Sea Shepherd Mourns the Passing of a Great Defender of the Environment

Captain Paul Watson first met Gary Gallon in 1968 in Vancouver when he volunteered to help with the Society Promoting Environmental Conservation (SPEC). Since then, Gary and Paul have been life long friends. In 1978, Captain Watson stayed with Gary occasionally in Nairobi, Kenya, when Paul was working on elephant poaching issues. Gary was heading up the United Nations Environmental Liaison Program that year.

"Gary will be very much missed in the environmental movement. He was a man who understood that the strength of this movement is it's diversity - diversity of individuals, groups, strategies, and tactics. Gary knew what his skills and abilities were, and he put them to use in the areas he was most talented in, yet he had incredible respect for the strategies and tactics of others, be they radical or conservative. He was Canada's answer to David Brower. We will miss him" - Captain Paul Watson

Below is the story as reported in ENS (Link:

Environmental Advocate Gary Gallon Dies in Montreal

MONTREAL, Quebec, Canada, July 8, 2003 (ENS) - Gary Gallon, president of the Canadian Institute for Business and the Environment, and editor of "The Gallon Environment Letter," died after a long battle with cancer on Thursday, July 3. He was 58. A memorial service was held for Gallon this afternoon at the Church of the Advent, Montreal.

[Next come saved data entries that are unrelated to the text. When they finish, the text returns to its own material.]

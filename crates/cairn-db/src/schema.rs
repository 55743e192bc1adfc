//! SQL schema definitions.

/// Complete schema for the v1 database.
pub const SCHEMA_V1: &str = r#"
-- ============================================================
-- Pins
-- ============================================================

CREATE TABLE IF NOT EXISTS pins (
    cid TEXT PRIMARY KEY,
    pin_id INTEGER NOT NULL UNIQUE,
    subject_id INTEGER NOT NULL,
    caller TEXT NOT NULL,
    size_bytes INTEGER NOT NULL CHECK (size_bytes > 0),
    target_replicas INTEGER NOT NULL CHECK (target_replicas > 0),
    current_replicas INTEGER NOT NULL DEFAULT 0,
    funding_source TEXT NOT NULL
        CHECK (funding_source IN ('pool', 'subject_account', 'caller_account')),
    price_charged TEXT NOT NULL,
    charge_id TEXT NOT NULL,
    status TEXT NOT NULL CHECK (status IN ('pending', 'active', 'failed')),
    error_code INTEGER,
    created_at INTEGER NOT NULL,
    updated_at INTEGER NOT NULL,
    revision INTEGER NOT NULL
);

CREATE INDEX IF NOT EXISTS idx_pins_subject ON pins(subject_id);

-- Superseded records: failed pins replaced by a retry or resubmission.
CREATE TABLE IF NOT EXISTS pin_history (
    pin_id INTEGER PRIMARY KEY,
    cid TEXT NOT NULL,
    subject_id INTEGER NOT NULL,
    caller TEXT NOT NULL,
    size_bytes INTEGER NOT NULL,
    target_replicas INTEGER NOT NULL,
    current_replicas INTEGER NOT NULL,
    funding_source TEXT NOT NULL,
    price_charged TEXT NOT NULL,
    charge_id TEXT NOT NULL,
    status TEXT NOT NULL,
    error_code INTEGER,
    created_at INTEGER NOT NULL,
    updated_at INTEGER NOT NULL,
    revision INTEGER NOT NULL,
    archived_at INTEGER NOT NULL
);

CREATE INDEX IF NOT EXISTS idx_pin_history_cid ON pin_history(cid);

-- ============================================================
-- Billing
-- ============================================================

CREATE TABLE IF NOT EXISTS charges (
    charge_id TEXT PRIMARY KEY,
    pin_id INTEGER NOT NULL UNIQUE,
    cid TEXT NOT NULL,
    source TEXT NOT NULL
        CHECK (source IN ('pool', 'subject_account', 'caller_account')),
    payer_key TEXT NOT NULL,
    amount TEXT NOT NULL,
    cycle_id INTEGER,
    charged_at INTEGER NOT NULL
);

CREATE INDEX IF NOT EXISTS idx_charges_cid ON charges(cid);

CREATE TABLE IF NOT EXISTS quota_cycles (
    cycle_id INTEGER PRIMARY KEY,
    total TEXT NOT NULL,
    used TEXT NOT NULL,
    opened_at INTEGER NOT NULL
);

CREATE TABLE IF NOT EXISTS pool (
    id INTEGER PRIMARY KEY CHECK (id = 1),
    balance TEXT NOT NULL,
    updated_at INTEGER NOT NULL
);

CREATE TABLE IF NOT EXISTS subject_accounts (
    subject_id INTEGER PRIMARY KEY,
    balance TEXT NOT NULL,
    updated_at INTEGER NOT NULL
);

CREATE TABLE IF NOT EXISTS caller_accounts (
    caller TEXT PRIMARY KEY,
    balance TEXT NOT NULL,
    updated_at INTEGER NOT NULL
);

-- ============================================================
-- Settings
-- ============================================================

CREATE TABLE IF NOT EXISTS settings (
    key TEXT PRIMARY KEY,
    value TEXT NOT NULL
);
"#;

Six weeks ago, on May 23, Gallon was awarded Canada's Life Time Achievement Citation for his environmental contributions. The award, established in 2002 by "Canadian Geographic" magazine, was presented by Canadian Environment Minister David Anderson at a gala ceremony at the Art Gallery of Ontario in Toronto.

Gallon entered the work force on the floor of the Vancouver Stock Exchange in the late 1960s. His days were spent writing investment outlines for natural resource extraction companies, while at night he helped to found the Society Promoting Environmental Conservation (SPEC), now one of the oldest environmental organizations in British Columbia.

His early campaigns attempted to raise public awareness of the hazards of pesticides and the benefits of household recycling. He worked on oil spill prevention and the protection of wildlife from coal mining.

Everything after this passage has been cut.